President Trump announced Thursday that White House Press Secretary Sarah Huckabee Sanders would leave her post next month. Trump called Sanders “a warrior,” and said she should run for governor back home in Arkansas.

Sanders is one of the few close Trump aides remaining from his campaign. Sanders said serving in the job was “the honor of a lifetime,” and that she would remain an “outspoken and loyal” Trump supporter.

Since Sanders succeeded Sean Spicer in the job in mid-2017, she has done away with regular White House press briefings and faced questions about her credibility.

[Her credibility took a serious blow after she admitted to special counsel Robert Mueller’s office that her public assertions that many FBI workers had expressed support for Trump’s firing of former FBI Director James Comey were fabricated.]

This next one is, “What? A Trump appointee broke the law? Who could have predicted that?”

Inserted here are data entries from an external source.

use crate::domain::error::{AppError, Result};
use serde::{Deserialize, Serialize};
use std::fmt;
use validator::Validate;

/// A single free-text question. Not retained once its request completes.
#[derive(Debug, Clone, Serialize, Deserialize, Validate)]
pub struct NaturalLanguageRequest {
    #[validate(length(min = 1, max = 4096))]
    pub question: String,
}

impl NaturalLanguageRequest {
    pub fn new(question: impl Into<String>) -> Result<Self> {
        let request = Self {
            question: question.into().trim().to_string(),
        };
        request
            .validate()
            .map_err(|e| AppError::ValidationError(format!("Invalid question: {}", e)))?;
        Ok(request)
    }
}

/// Rows returned by a successful execution.
#[derive(Debug, Clone, Default, PartialEq, Serialize, Deserialize)]
pub struct QueryRows {
    pub columns: Vec<String>,
    pub rows: Vec<Vec<serde_json::Value>>,
}

impl QueryRows {
    pub fn row_count(&self) -> usize {
        self.rows.len()
    }
}

/// Result of running one candidate statement.
#[derive(Debug, Clone, PartialEq)]
pub enum ExecutionOutcome {
    Success(QueryRows),
    Failure(String),
}

#[derive(Debug, Clone, PartialEq, Eq, Serialize, Deserialize)]
#[serde(tag = "rule", content = "detail", rename_all = "snake_case")]
pub enum RejectReason {
    NonReadOnly,
    DisallowedKeyword(String),
    CommentNotAllowed,
    MultipleStatements,
}

impl fmt::Display for RejectReason {
    fn fmt(&self, f: &mut fmt::Formatter<'_>) -> fmt::Result {
        match self {
            RejectReason::NonReadOnly => {
                f.write_str("non-read-only: only SELECT statements are allowed")
            }
            RejectReason::DisallowedKeyword(keyword) => {
                write!(f, "disallowed keyword: {}", keyword)
            }
            RejectReason::CommentNotAllowed => f.write_str("comment not allowed"),
            RejectReason::MultipleStatements => {
                f.write_str("multiple statements: only a single statement is allowed")
            }
        }
    }
}

#[derive(Debug, Clone, PartialEq, Eq)]
pub enum Verdict {
    Accept,
    Reject(RejectReason),
}

impl Verdict {
    pub fn is_accept(&self) -> bool {
        matches!(self, Verdict::Accept)
    }
}

/// States of the generate / validate / execute loop.
#[derive(Debug, Clone, Copy, PartialEq, Eq, Serialize, Deserialize)]
#[serde(rename_all = "snake_case")]
pub enum RepairState {
    Generating,
    Validating,
    Executing,
    Succeeded,
    Failed,
}

impl fmt::Display for RepairState {
    fn fmt(&self, f: &mut fmt::Formatter<'_>) -> fmt::Result {
        let label = match self {
            RepairState::Generating => "generating",
            RepairState::Validating => "validating",
            RepairState::Executing => "executing",
            RepairState::Succeeded => "succeeded",
            RepairState::Failed => "failed",
        };
        f.write_str(label)
    }
}

/// One failed attempt, kept so the caller can see how the query evolved.
#[derive(Debug, Clone, PartialEq, Serialize, Deserialize)]
pub struct AttemptRecord {
    pub sql: String,
    pub error: String,
}

#[derive(Debug, Clone, PartialEq, Serialize)]
pub struct SucceededQuery {
    pub sql: String,
    pub columns: Vec<String>,
    pub rows: Vec<Vec<serde_json::Value>>,
    pub attempts: u32,
    pub history: Vec<AttemptRecord>,
}

#[derive(Debug, Clone, Copy, PartialEq, Eq, Serialize)]
#[serde(rename_all = "snake_case")]
pub enum FailureKind {
    /// The model call or its response was unusable.
    Generation,
    /// Every repair attempt was used up.
    AttemptsExhausted,
}

#[derive(Debug, Clone, PartialEq, Serialize)]
pub struct FailedQuery {
    pub last_sql: Option<String>,
    pub reason: String,
    pub attempts: u32,
    pub kind: FailureKind,
    /// What the user can do about it, when the failure class is known.
    #[serde(skip_serializing_if = "Option::is_none")]
    pub guidance: Option<String>,
    pub history: Vec<AttemptRecord>,
}

/// Terminal state of one natural-language request.
#[derive(Debug, Clone, PartialEq, Serialize)]
#[serde(tag = "status", rename_all = "snake_case")]
pub enum QueryOutcome {
    Succeeded(SucceededQuery),
    Failed(FailedQuery),
}

impl QueryOutcome {
    pub fn state(&self) -> RepairState {
        match self {
            QueryOutcome::Succeeded(_) => RepairState::Succeeded,
            QueryOutcome::Failed(_) => RepairState::Failed,
        }
    }

    pub fn attempts(&self) -> u32 {
        match self {
            QueryOutcome::Succeeded(ok) => ok.attempts,
            QueryOutcome::Failed(failed) => failed.attempts,
        }
    }
}

#[cfg(test)]
mod tests {
    use super::*;

    #[test]
    fn test_request_is_trimmed() {
        let request = NaturalLanguageRequest::new("  count rows \n").unwrap();
        assert_eq!(request.question, "count rows");
    }

    #[test]
    fn test_blank_request_is_rejected() {
        let result = NaturalLanguageRequest::new("   ");
        assert!(matches!(result, Err(AppError::ValidationError(_))));
    }

    #[test]
    fn test_overlong_request_is_rejected() {
        let result = NaturalLanguageRequest::new("x".repeat(5000));
        assert!(result.is_err());
    }

    #[test]
    fn test_reject_reason_labels() {
        assert!(RejectReason::NonReadOnly.to_string().starts_with("non-read-only"));
        assert_eq!(
            RejectReason::DisallowedKeyword("DROP".into()).to_string(),
            "disallowed keyword: DROP"
        );
        assert_eq!(RejectReason::CommentNotAllowed.to_string(), "comment not allowed");
        assert!(RejectReason::MultipleStatements
            .to_string()
            .starts_with("multiple statements"));
    }
}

Watchdog recommends firing Kellyanne Conway

The Office of Special Counsel, a government watchdog, said Thursday that President Trump should fire senior adviser Kellyanne Conway for violating a federal ethics law against partisan comments by federal employees.

The office, which is unrelated to former Special Counsel Robert Mueller’s office, said in a letter accompanying a report that Conway was a “repeat offender” of the Hatch Act’s prohibition against campaign politics in the federal workplace.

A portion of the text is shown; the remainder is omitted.